Supera gli 11.200 morti il bilancio delle due violentissime scosse di terremoto che lunedì hanno devastato la Turchia e la Siria. Il Presidente turco, Recep Tayyp Erdogan, in visita presso le zone colpite, ha parlato di 8.754 decessi, mentre in Siria i morti sono più di 2.500.
Stamani, il Ministro siriano per la Salute, Hasan al-Ghobash, ha fatto sapere che nei territori posti sotto il controllo del governo, i decessi sono 1.262 e i feriti sono 2.285, mentre la protezione civile siriana dei Caschi bianchi ha riferito che nei territori controllati dai ribelli si contano 1.280 morti e 2.600 feriti.
Non si fermano, intanto, i soccorsi: le ricerche dei dispersi tra le macerie proseguono, con i soccorritori talvolta guidati dalle urla di persone stremate, investite dai detriti degli edifici crollati per le due scosse. Da molti Paesi del mondo continuano ad arrivare volontari e squadre specializzate, tra cui anche l'unità Urban Search And Rescue dei Vigili del Fuoco italiani, che ad Antiochia sono riusciti a individuare un ragazzo ancora in vita, bloccato sotto il solaio di una palazzina.
Nelle zone colpite dal sisma, molte persone hanno passato le ultime due notti dormendo per strada o in macchina, per paura di entrare negli edifici colpiti dal primo terremoto, il più devastante avvenuto in Turchia dal 1999, la cui magnitudo è stata di 7.8.

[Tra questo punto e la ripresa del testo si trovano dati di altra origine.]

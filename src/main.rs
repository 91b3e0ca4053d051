use anyhow::Result;
use clap::{Parser, Subcommand};
use mealweek::cli::OutputFormat;

/// mealweek - weekly meal plans, nutrition totals and shopping lists
#[derive(Parser)]
#[command(name = "mealweek")]
#[command(about = "Plan a week of meals from a recipe catalog", long_about = None)]
struct Cli {
    /// Path to configuration file
    #[arg(long, global = true)]
    config: Option<String>,

    #[command(subcommand)]
    command: Commands,
}

#[derive(Subcommand)]
enum Commands {
    /// Generate a weekly plan with nutrition totals and a shopping list
    Plan {
        /// Seed for a reproducible plan
        #[arg(long)]
        seed: Option<u64>,

        #[arg(long, value_enum, default_value_t = OutputFormat::Text)]
        format: OutputFormat,
    },
    /// Generate a plan and print only its shopping list
    Shopping {
        /// Seed for a reproducible plan
        #[arg(long)]
        seed: Option<u64>,
    },
    /// Validate the configuration and recipe catalog
    Check,
}

fn main() -> Result<()> {
    let cli = Cli::parse();

    // Load configuration
    let config = mealweek::config::Config::load(cli.config.clone())?;
    config.validate().map_err(|e| anyhow::anyhow!(e))?;

    mealweek::observability::init_observability(
        "mealweek",
        env!("CARGO_PKG_VERSION"),
        &config.observability.log_level,
    )?;

    match cli.command {
        Commands::Plan { seed, format } => mealweek::cli::plan(config, seed, format),
        Commands::Shopping { seed } => mealweek::cli::shopping(config, seed),
        Commands::Check => mealweek::cli::check(config),
    }
}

I soccorritori hanno anche fatto sapere che il bilancio delle persone decedute non farà altro che aumentare. Alcune delle areee più colpite non sono ancora state raggiunte, e i residenti di diverse città turche hanno manifestato rabbia per la risposta data dalle autorità, che sembra essere lenta. D'altro canto, la situazione più preoccupante è quella siriana, dove la popolazione era già ridotta allo stremo da dodici anni di guerra, che sta rendendo i soccorsi particolarmente difficili.